Her dreams always meant what they needed them to mean
What made them real was the action in between
She dreamt that Assata was free in their old house in Queens
The fact that they always came true was the thing
Assata had been convicted of a murder she couldn't have done
Medical evidence shown she couldn't have shot the gun
It’s time for her to see the sun from the other side
Time for her daughter to be by her mother’s side
Time for this beautiful woman to become soft again
Time for her to breathe, and not be told how or when
She untangled the chains and escaped the pain
How she broke out of prison I could never explain
And even to this day they try to get to her
But she’s free with political asylum in Cuba.

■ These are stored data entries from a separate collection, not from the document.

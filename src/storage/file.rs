//! JSON-file backed store.
//!
//! The whole store is one JSON object mapping keys to record strings. It is
//! re-read on every `get` and rewritten on every `set`, so external edits
//! and crashes between writes never leave stale state in memory.

use std::collections::BTreeMap;
use std::fs;
use std::path::{Path, PathBuf};

use tracing::debug;

use super::error::StorageError;
use super::PersistenceStore;

/// Application directory name under the platform config directory.
const APP_DIR_NAME: &str = "pomodoro-widget";

/// File name of the store document.
const STORE_FILE_NAME: &str = "storage.json";

/// Returns the default store location.
///
/// `<config dir>/pomodoro-widget/storage.json`, or `./pomodoro-widget.json`
/// when the platform has no config directory.
#[must_use]
pub fn default_store_path() -> PathBuf {
    dirs::config_dir()
        .map(|dir| dir.join(APP_DIR_NAME).join(STORE_FILE_NAME))
        .unwrap_or_else(|| PathBuf::from(format!("{APP_DIR_NAME}.json")))
}

/// A [`PersistenceStore`] persisted as a single JSON file.
#[derive(Debug, Clone)]
pub struct JsonFileStore {
    path: PathBuf,
}

impl JsonFileStore {
    /// Creates a store at the default location.
    #[must_use]
    pub fn new() -> Self {
        Self::with_path(default_store_path())
    }

    /// Creates a store backed by the given file.
    ///
    /// The file does not need to exist yet.
    pub fn with_path(path: impl AsRef<Path>) -> Self {
        Self {
            path: path.as_ref().to_path_buf(),
        }
    }

    /// Returns the backing file path.
    #[must_use]
    pub fn path(&self) -> &Path {
        &self.path
    }

    fn read_document(&self) -> Result<BTreeMap<String, String>, StorageError> {
        let bytes = match fs::read(&self.path) {
            Ok(bytes) => bytes,
            Err(e) if e.kind() == std::io::ErrorKind::NotFound => return Ok(BTreeMap::new()),
            Err(e) => return Err(StorageError::io(&self.path, &e)),
        };

        serde_json::from_slice(&bytes).map_err(|e| StorageError::Corrupt(e.to_string()))
    }

    fn write_document(&self, doc: &BTreeMap<String, String>) -> Result<(), StorageError> {
        if let Some(parent) = self.path.parent() {
            if !parent.as_os_str().is_empty() {
                fs::create_dir_all(parent).map_err(|e| StorageError::io(parent, &e))?;
            }
        }

        let data = serde_json::to_vec_pretty(doc)
            .map_err(|e| StorageError::Serialize("<document>".to_string(), e.to_string()))?;
        fs::write(&self.path, data).map_err(|e| StorageError::io(&self.path, &e))
    }
}

impl Default for JsonFileStore {
    fn default() -> Self {
        Self::new()
    }
}

impl PersistenceStore for JsonFileStore {
    fn get(&self, key: &str) -> Result<Option<String>, StorageError> {
        Ok(self.read_document()?.remove(key))
    }

    fn set(&mut self, key: &str, value: &str) -> Result<(), StorageError> {
        // A corrupt document is replaced rather than blocking every future save.
        let mut doc = match self.read_document() {
            Ok(doc) => doc,
            Err(e) if e.is_data_error() => BTreeMap::new(),
            Err(e) => return Err(e),
        };
        doc.insert(key.to_string(), value.to_string());
        self.write_document(&doc)?;

        debug!("Stored '{}' in {}", key, self.path.display());
        Ok(())
    }
}

#[cfg(test)]
mod tests {
    use super::*;
    use tempfile::tempdir;

    #[test]
    fn test_missing_file_reads_as_empty() {
        let dir = tempdir().unwrap();
        let store = JsonFileStore::with_path(dir.path().join("none.json"));
        assert_eq!(store.get("anything").unwrap(), None);
    }

    #[test]
    fn test_set_creates_parent_dirs() {
        let dir = tempdir().unwrap();
        let path = dir.path().join("nested").join("deeper").join("storage.json");
        let mut store = JsonFileStore::with_path(&path);

        store.set("k", "v").unwrap();

        assert!(path.exists());
        assert_eq!(store.get("k").unwrap(), Some("v".to_string()));
    }

    #[test]
    fn test_keys_are_independent() {
        let dir = tempdir().unwrap();
        let mut store = JsonFileStore::with_path(dir.path().join("s.json"));

        store.set("a", "1").unwrap();
        store.set("b", "2").unwrap();
        store.set("a", "3").unwrap();

        assert_eq!(store.get("a").unwrap(), Some("3".to_string()));
        assert_eq!(store.get("b").unwrap(), Some("2".to_string()));
    }

    #[test]
    fn test_corrupt_document_errors_on_read_and_is_replaced_on_write() {
        let dir = tempdir().unwrap();
        let path = dir.path().join("s.json");
        fs::write(&path, "][").unwrap();
        let mut store = JsonFileStore::with_path(&path);

        let err = store.get("a").unwrap_err();
        assert!(err.is_data_error());

        store.set("a", "1").unwrap();
        assert_eq!(store.get("a").unwrap(), Some("1".to_string()));
    }

    #[test]
    fn test_persists_across_instances() {
        let dir = tempdir().unwrap();
        let path = dir.path().join("s.json");

        JsonFileStore::with_path(&path).set("k", "v").unwrap();
        let reopened = JsonFileStore::with_path(&path);

        assert_eq!(reopened.get("k").unwrap(), Some("v".to_string()));
    }

    #[test]
    fn test_default_store_path_file_name() {
        let path = default_store_path();
        let name = path.file_name().unwrap().to_string_lossy().to_string();
        assert!(name == STORE_FILE_NAME || name == "pomodoro-widget.json");
    }
}
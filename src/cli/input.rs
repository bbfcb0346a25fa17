//! Interactive command parsing for `run`.

/// One line of interactive input.
#[derive(Debug, Clone, PartialEq, Eq)]
pub enum InputCommand {
    /// Start or pause
    Toggle,
    Reset,
    /// Save new settings; sound is `None` when not given
    Set {
        focus: String,
        break_time: String,
        sound: Option<bool>,
    },
    ShowSettings,
    Help,
    Quit,
    Unknown(String),
}

impl InputCommand {
    /// Parses one line. An empty line toggles.
    #[must_use]
    pub fn parse(line: &str) -> Self {
        let mut words = line.split_whitespace();
        let Some(first) = words.next() else {
            return Self::Toggle;
        };

        match first.to_ascii_lowercase().as_str() {
            "t" | "toggle" | "space" | "start" | "pause" => Self::Toggle,
            "r" | "reset" => Self::Reset,
            "settings" | "s" => Self::ShowSettings,
            "h" | "help" | "?" => Self::Help,
            "q" | "quit" | "exit" => Self::Quit,
            "set" => Self::parse_set(words.collect(), line),
            _ => Self::Unknown(line.trim().to_string()),
        }
    }

    fn parse_set(args: Vec<&str>, line: &str) -> Self {
        let sound = match args.get(2).map(|w| w.to_ascii_lowercase()) {
            None => None,
            Some(word) => match word.as_str() {
                "on" | "true" | "yes" => Some(true),
                "off" | "false" | "no" => Some(false),
                _ => return Self::Unknown(line.trim().to_string()),
            },
        };

        match (args.first(), args.get(1), args.len()) {
            (Some(focus), Some(break_time), 2..=3) => Self::Set {
                focus: (*focus).to_string(),
                break_time: (*break_time).to_string(),
                sound,
            },
            _ => Self::Unknown(line.trim().to_string()),
        }
    }
}
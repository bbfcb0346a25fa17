//! System alert delivery.

use std::sync::Mutex;
use std::thread;

use notify_rust::Notification;
use tracing::{debug, warn};

use super::content::AlertContent;
use super::error::NotificationError;

/// Application name reported to the notification daemon.
pub const APP_NAME: &str = "pomodoro-widget";

/// Shows system alerts.
pub trait AlertSender {
    /// Shows one alert.
    ///
    /// # Errors
    ///
    /// Returns an error if the alert could not be delivered.
    fn send(&self, content: &AlertContent) -> Result<(), NotificationError>;
}

impl<T: AlertSender + ?Sized> AlertSender for std::sync::Arc<T> {
    fn send(&self, content: &AlertContent) -> Result<(), NotificationError> {
        (**self).send(content)
    }
}

/// Sends alerts through the desktop notification service.
///
/// Delivery runs on a detached thread, so a slow or missing notification
/// daemon never holds up the caller. Delivery failures are only logged.
#[derive(Debug, Default, Clone, Copy)]
pub struct DesktopAlertSender;

impl DesktopAlertSender {
    #[must_use]
    pub fn new() -> Self {
        Self
    }
}

impl AlertSender for DesktopAlertSender {
    fn send(&self, content: &AlertContent) -> Result<(), NotificationError> {
        let content = content.clone();
        thread::Builder::new()
            .name("alert".to_string())
            .spawn(move || match show(&content) {
                Ok(()) => debug!("Alert shown: {}", content.body),
                Err(e) => warn!("Failed to show alert: {} ({})", e, e.suggestion()),
            })
            .map_err(|e| NotificationError::SendFailed(e.to_string()))?;
        Ok(())
    }
}

/// Shows one alert, waiting for the notification service to answer.
fn show(content: &AlertContent) -> Result<(), NotificationError> {
    let mut notification = Notification::new();
    notification
        .summary(&content.title)
        .body(&content.body)
        .appname(APP_NAME)
        .icon("alarm-clock");

    #[cfg(all(unix, not(target_os = "macos")))]
    notification.hint(notify_rust::Hint::SuppressSound(content.silent));

    notification
        .show()
        .map(drop)
        .map_err(|e| NotificationError::SendFailed(e.to_string()))
}

/// Mock alert sender for testing.
#[derive(Debug, Default)]
pub struct MockAlertSender {
    sent: Mutex<Vec<AlertContent>>,
    should_fail: Mutex<bool>,
}

impl MockAlertSender {
    #[must_use]
    pub fn new() -> Self {
        Self::default()
    }

    pub fn set_should_fail(&self, should_fail: bool) {
        if let Ok(mut flag) = self.should_fail.lock() {
            *flag = should_fail;
        }
    }

    #[must_use]
    pub fn sent(&self) -> Vec<AlertContent> {
        self.sent.lock().map(|s| s.clone()).unwrap_or_default()
    }

    #[must_use]
    pub fn send_count(&self) -> usize {
        self.sent.lock().map(|s| s.len()).unwrap_or(0)
    }
}

impl AlertSender for MockAlertSender {
    fn send(&self, content: &AlertContent) -> Result<(), NotificationError> {
        if self.should_fail.lock().map(|f| *f).unwrap_or(false) {
            return Err(NotificationError::SendFailed("Mock failure".to_string()));
        }
        if let Ok(mut sent) = self.sent.lock() {
            sent.push(content.clone());
        }
        Ok(())
    }
}
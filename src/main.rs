use std::path::{Path, PathBuf};

use anyhow::{bail, Context};
use clap::{Parser, Subcommand};
use tokio::io::AsyncWriteExt;
use tracing_subscriber::{layer::SubscriberExt, util::SubscriberInitExt};

use blobstream::storage::PathKind;
use blobstream::{classify_path, config, ops, AppConfig, OpenOptions, Registry};

/// Read, copy and inspect objects on any mounted storage
#[derive(Parser, Debug)]
#[command(name = "blobstream")]
#[command(version, about, long_about = None)]
struct Cli {
    /// Configuration file, defaults to $BLOBSTREAM_CONFIG or ./blobstream.json
    #[arg(long, global = true)]
    config: Option<PathBuf>,

    #[command(subcommand)]
    command: Command,
}

#[derive(Subcommand, Debug)]
enum Command {
    /// Write an object to stdout
    Cat { path: String },
    /// Copy an object, server side when the provider allows it
    Cp { src: String, dst: String },
    /// List the first level under a locator or prefix
    Ls { path: String },
    /// Print object metadata as JSON
    Stat { path: String },
    /// Write the default configuration file
    Init {
        /// Overwrite an existing file
        #[arg(long)]
        force: bool,
    },
}

/// Local paths are served by the `file` driver
fn to_url(path: &str) -> anyhow::Result<String> {
    match classify_path(path) {
        PathKind::Remote { .. } => Ok(path.to_string()),
        PathKind::Local => {
            let path = Path::new(path);
            let absolute = if path.is_absolute() {
                path.to_path_buf()
            } else {
                std::env::current_dir()?.join(path)
            };
            Ok(format!("file://{}", absolute.to_string_lossy().replace('\\', "/")))
        }
    }
}

async fn cat(registry: &Registry, path: &str) -> anyhow::Result<()> {
    let mut reader = registry.open(path, OpenOptions::read()).await?;
    let mut stdout = tokio::io::stdout();
    loop {
        let data = reader.read(Some(registry.engine().buffer_size)).await?;
        if data.is_empty() {
            break;
        }
        stdout.write_all(&data).await?;
    }
    stdout.flush().await?;
    reader.close().await?;
    Ok(())
}

#[tokio::main]
async fn main() -> anyhow::Result<()> {
    tracing_subscriber::registry()
        .with(
            tracing_subscriber::EnvFilter::try_from_default_env()
                .unwrap_or_else(|_| "blobstream=info".into()),
        )
        .with(tracing_subscriber::fmt::layer().with_writer(std::io::stderr))
        .init();

    let cli = Cli::parse();
    let config_path = cli.config.unwrap_or_else(config::config_path);

    if let Command::Init { force } = cli.command {
        if config_path.exists() && !force {
            bail!("{:?} already exists, pass --force to overwrite it", config_path);
        }
        config::save_config(&AppConfig::default(), &config_path)
            .context("Failed to write configuration")?;
        tracing::info!("Wrote default configuration to {:?}", config_path);
        return Ok(());
    }

    // Load configuration / 加载配置
    let app_config = config::load_config(&config_path).context("Failed to load configuration")?;
    let registry = blobstream::registry_from_config(&app_config)?;

    match cli.command {
        Command::Cat { path } => cat(&registry, &to_url(&path)?).await?,
        Command::Cp { src, dst } => ops::copy(&registry, &to_url(&src)?, &to_url(&dst)?).await?,
        Command::Ls { path } => {
            for name in ops::listdir(&registry, &to_url(&path)?).await? {
                println!("{}", name);
            }
        }
        Command::Stat { path } => {
            let meta = ops::stat(&registry, &to_url(&path)?).await?;
            println!("{}", serde_json::to_string_pretty(&meta)?);
        }
        Command::Init { .. } => {}
    }
    Ok(())
}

—Common—"A Song for Assata", "Like Water For Chocolate"

I'm a bit ashamed that I'm only now hearing that on May 2, 2005 a $1 million bounty was placed on the head of Assata Shakur, and that she was added to the FBI's Domestic Terrorist List, alongside Osama bin Laden (how dare they trivialize in this way the atrocities that bin Laden committed in Nairobi, Dar es Salaam and New York City, among other places)? I suppose I'm more a slave to mainstream media than I'd thought.

As I listened to Common's heart-wrenching song over and over again this morning, I found myself in tears. America has to varying extent venerated Martin Luther King, Malcolm X, despite the fact that they were technically criminals in their time (peace to César Chávez who astonishes me with how much he accomplished acting entirely within the law). We accept the justness of their challenge to lawfulness because of what we have distilled from their struggle—Basic civil rights enjoyed by Black Americans—Basic civil rights for people such as me who can safely come to a country that has through most of its history shown people of my ethnicity nothing but savagery and violence. I'm grateful, and not just to the big names of the struggle, but also to the many who suffered horrifically in the name of freedom, and whose lesser fame has not spared them continuing injustice.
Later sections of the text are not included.